**Your assignment:** While reading through the material below, copy each line that holds the word "Some".

START Provided material

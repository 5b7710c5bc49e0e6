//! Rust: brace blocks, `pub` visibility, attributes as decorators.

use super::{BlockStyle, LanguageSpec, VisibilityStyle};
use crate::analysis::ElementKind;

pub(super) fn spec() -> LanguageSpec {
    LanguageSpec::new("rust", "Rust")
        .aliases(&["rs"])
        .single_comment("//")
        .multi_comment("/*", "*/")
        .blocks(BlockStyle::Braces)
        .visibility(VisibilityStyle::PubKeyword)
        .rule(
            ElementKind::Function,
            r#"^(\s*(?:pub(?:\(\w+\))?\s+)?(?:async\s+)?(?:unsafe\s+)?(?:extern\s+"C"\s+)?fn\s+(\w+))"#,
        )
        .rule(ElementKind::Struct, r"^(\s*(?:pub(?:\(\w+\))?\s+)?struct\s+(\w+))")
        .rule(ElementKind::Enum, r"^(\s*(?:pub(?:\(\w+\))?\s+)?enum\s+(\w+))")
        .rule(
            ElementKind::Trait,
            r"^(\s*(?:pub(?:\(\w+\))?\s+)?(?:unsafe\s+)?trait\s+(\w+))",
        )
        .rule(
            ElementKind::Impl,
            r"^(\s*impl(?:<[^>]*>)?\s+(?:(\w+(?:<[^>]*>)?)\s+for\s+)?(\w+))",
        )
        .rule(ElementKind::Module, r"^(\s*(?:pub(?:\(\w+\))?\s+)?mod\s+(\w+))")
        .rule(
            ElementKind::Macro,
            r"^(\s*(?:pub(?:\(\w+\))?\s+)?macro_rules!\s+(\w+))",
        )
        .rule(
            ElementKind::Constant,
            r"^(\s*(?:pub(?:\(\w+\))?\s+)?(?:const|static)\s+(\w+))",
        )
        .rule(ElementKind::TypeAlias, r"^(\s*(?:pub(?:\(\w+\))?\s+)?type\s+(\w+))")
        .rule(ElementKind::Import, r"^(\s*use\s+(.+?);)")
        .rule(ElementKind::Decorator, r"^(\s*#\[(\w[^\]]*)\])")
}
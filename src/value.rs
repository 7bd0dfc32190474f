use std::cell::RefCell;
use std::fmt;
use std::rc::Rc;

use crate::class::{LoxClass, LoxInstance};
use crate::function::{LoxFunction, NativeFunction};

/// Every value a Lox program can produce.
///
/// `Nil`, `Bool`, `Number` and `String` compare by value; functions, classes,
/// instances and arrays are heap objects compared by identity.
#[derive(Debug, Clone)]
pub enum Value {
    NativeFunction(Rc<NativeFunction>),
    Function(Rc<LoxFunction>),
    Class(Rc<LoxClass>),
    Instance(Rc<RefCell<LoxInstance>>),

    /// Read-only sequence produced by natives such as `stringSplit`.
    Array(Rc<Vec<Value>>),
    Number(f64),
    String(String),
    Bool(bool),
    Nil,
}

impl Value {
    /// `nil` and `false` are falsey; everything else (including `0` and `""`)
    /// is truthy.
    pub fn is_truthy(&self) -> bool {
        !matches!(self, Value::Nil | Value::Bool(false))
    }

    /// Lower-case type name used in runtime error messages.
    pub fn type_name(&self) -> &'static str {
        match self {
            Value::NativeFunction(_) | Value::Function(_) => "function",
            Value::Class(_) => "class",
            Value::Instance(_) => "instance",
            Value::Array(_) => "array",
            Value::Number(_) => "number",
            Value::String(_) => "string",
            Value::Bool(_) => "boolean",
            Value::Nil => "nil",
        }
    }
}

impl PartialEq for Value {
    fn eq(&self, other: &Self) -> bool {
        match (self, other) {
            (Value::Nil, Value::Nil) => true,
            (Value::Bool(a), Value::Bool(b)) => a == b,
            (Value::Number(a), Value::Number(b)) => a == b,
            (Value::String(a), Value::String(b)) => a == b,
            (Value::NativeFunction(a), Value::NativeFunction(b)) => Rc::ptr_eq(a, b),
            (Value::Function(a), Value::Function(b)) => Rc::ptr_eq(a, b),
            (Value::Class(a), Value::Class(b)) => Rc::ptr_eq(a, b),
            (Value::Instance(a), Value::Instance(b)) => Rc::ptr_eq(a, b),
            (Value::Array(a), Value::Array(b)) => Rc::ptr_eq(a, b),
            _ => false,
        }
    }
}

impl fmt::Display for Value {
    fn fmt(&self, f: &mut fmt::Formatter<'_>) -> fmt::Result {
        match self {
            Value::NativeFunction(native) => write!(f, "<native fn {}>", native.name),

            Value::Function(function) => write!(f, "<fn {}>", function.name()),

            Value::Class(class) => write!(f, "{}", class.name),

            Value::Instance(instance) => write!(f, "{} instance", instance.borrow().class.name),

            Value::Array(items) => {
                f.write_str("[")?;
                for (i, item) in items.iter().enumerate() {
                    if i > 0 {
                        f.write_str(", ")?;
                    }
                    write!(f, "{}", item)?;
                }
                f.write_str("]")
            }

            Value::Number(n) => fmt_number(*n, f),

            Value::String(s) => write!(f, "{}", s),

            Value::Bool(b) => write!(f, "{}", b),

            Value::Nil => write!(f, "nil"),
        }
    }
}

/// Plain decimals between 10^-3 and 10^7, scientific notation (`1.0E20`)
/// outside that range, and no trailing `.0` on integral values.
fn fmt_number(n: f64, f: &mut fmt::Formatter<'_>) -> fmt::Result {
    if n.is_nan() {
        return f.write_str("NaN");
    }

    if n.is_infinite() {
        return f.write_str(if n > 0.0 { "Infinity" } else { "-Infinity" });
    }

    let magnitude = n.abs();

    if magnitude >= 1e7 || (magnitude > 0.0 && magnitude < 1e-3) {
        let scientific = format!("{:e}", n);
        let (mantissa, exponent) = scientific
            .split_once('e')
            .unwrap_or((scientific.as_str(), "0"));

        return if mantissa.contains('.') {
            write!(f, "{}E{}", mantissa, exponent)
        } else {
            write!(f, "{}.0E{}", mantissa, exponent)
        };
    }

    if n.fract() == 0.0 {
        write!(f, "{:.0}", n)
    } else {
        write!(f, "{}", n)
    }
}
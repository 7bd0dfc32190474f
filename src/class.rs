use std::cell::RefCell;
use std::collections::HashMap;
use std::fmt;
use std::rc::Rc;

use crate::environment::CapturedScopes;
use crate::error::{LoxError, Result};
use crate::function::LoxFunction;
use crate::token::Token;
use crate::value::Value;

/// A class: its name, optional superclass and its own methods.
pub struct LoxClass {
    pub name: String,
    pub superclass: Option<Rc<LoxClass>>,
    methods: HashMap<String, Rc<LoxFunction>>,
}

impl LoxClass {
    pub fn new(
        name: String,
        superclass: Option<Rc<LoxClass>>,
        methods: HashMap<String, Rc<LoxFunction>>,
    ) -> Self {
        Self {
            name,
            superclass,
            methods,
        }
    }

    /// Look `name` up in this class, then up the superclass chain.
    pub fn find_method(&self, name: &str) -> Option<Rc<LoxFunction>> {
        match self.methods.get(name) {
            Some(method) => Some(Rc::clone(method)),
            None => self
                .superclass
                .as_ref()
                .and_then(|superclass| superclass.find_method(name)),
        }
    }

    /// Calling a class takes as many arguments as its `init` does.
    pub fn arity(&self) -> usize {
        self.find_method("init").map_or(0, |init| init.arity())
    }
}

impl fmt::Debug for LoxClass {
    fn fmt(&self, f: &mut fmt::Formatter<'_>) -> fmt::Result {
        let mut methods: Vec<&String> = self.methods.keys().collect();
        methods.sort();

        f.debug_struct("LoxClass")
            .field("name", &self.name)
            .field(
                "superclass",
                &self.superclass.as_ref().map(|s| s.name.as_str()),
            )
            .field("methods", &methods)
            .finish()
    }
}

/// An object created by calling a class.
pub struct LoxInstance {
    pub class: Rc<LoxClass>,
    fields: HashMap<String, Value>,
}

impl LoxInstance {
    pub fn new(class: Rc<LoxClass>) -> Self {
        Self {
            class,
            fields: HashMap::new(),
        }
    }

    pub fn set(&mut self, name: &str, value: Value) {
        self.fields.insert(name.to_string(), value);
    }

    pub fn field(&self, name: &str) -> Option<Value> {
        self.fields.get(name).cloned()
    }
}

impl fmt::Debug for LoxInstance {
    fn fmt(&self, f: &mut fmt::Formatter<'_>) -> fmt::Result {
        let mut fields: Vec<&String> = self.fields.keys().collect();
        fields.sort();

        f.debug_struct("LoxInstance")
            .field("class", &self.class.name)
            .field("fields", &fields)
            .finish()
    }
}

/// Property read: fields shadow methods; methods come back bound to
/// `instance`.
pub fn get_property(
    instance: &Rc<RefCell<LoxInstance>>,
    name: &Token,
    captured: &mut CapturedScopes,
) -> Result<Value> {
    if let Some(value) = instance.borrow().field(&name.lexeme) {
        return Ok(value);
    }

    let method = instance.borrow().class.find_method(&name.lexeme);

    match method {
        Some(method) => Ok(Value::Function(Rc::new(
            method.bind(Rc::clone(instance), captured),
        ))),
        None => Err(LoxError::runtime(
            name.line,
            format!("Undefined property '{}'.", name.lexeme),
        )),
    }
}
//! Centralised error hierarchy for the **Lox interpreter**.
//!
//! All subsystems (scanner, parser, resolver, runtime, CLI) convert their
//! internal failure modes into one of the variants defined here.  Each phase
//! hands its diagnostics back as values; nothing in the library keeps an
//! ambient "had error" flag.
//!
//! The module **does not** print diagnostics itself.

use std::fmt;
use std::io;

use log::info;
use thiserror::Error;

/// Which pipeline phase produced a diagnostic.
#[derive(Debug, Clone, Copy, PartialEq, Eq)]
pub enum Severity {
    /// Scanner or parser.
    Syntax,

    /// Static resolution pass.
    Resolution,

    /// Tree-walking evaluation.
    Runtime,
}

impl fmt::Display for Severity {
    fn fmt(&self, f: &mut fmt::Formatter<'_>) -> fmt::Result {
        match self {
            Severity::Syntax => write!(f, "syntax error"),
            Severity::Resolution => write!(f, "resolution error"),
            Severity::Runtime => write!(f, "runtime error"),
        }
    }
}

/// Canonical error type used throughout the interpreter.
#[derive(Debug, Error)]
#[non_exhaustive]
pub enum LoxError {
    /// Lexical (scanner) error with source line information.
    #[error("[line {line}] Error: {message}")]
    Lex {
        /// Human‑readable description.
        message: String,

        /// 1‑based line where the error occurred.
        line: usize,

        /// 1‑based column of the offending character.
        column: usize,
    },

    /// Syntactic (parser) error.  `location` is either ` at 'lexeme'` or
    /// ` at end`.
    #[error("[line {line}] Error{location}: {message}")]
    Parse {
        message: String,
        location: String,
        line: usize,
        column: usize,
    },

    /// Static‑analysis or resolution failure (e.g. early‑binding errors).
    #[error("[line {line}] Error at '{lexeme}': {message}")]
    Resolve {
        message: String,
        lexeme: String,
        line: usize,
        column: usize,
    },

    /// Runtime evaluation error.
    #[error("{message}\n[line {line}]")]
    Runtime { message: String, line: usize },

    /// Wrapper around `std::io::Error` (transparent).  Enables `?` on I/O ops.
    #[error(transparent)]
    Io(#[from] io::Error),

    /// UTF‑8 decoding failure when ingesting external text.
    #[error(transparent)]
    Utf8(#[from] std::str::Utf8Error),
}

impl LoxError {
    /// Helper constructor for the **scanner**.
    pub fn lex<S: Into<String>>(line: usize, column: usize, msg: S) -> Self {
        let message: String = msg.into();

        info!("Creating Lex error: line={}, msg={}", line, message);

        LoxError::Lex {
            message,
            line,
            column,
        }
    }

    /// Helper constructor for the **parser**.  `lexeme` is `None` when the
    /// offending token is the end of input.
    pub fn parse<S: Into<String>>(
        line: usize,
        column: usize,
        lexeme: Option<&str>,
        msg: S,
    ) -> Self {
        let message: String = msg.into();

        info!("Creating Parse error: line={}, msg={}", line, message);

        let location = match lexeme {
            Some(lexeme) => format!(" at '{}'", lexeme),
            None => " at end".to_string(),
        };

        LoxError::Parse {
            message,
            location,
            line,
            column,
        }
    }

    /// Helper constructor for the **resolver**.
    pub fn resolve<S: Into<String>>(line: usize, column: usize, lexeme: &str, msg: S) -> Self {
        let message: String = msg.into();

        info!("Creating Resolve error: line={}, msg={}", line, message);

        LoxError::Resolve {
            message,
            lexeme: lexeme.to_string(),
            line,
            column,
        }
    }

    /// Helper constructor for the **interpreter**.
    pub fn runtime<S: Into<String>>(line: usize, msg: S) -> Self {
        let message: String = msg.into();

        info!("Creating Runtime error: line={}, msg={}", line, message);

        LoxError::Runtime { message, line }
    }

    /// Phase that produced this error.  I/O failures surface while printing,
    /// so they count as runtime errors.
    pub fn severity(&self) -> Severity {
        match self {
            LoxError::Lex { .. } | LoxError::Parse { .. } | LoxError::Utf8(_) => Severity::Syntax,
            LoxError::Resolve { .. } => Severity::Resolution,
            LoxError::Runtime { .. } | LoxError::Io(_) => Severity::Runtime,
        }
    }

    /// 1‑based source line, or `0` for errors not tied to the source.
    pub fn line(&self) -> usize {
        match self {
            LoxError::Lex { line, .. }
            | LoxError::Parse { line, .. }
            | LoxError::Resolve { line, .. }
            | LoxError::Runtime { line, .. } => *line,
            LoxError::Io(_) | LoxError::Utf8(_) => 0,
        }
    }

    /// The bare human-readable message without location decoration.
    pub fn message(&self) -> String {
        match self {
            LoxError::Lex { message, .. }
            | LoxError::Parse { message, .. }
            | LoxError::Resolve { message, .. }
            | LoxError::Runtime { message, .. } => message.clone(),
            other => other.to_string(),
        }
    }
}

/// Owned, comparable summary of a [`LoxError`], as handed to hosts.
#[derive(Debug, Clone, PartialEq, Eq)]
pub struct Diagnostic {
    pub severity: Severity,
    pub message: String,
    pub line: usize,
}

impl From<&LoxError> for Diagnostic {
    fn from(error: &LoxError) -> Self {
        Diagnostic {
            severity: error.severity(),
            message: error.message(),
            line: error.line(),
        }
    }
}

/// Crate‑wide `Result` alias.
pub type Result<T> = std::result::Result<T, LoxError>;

END Provided material

**Exercise response:**
            Some(method) => Some(Rc::clone(method)),
    if let Some(value) = instance.borrow().field(&name.lexeme) {
        Some(method) => Ok(Value::Function(Rc::new(
            Some(lexeme) => format!(" at '{}'", lexeme),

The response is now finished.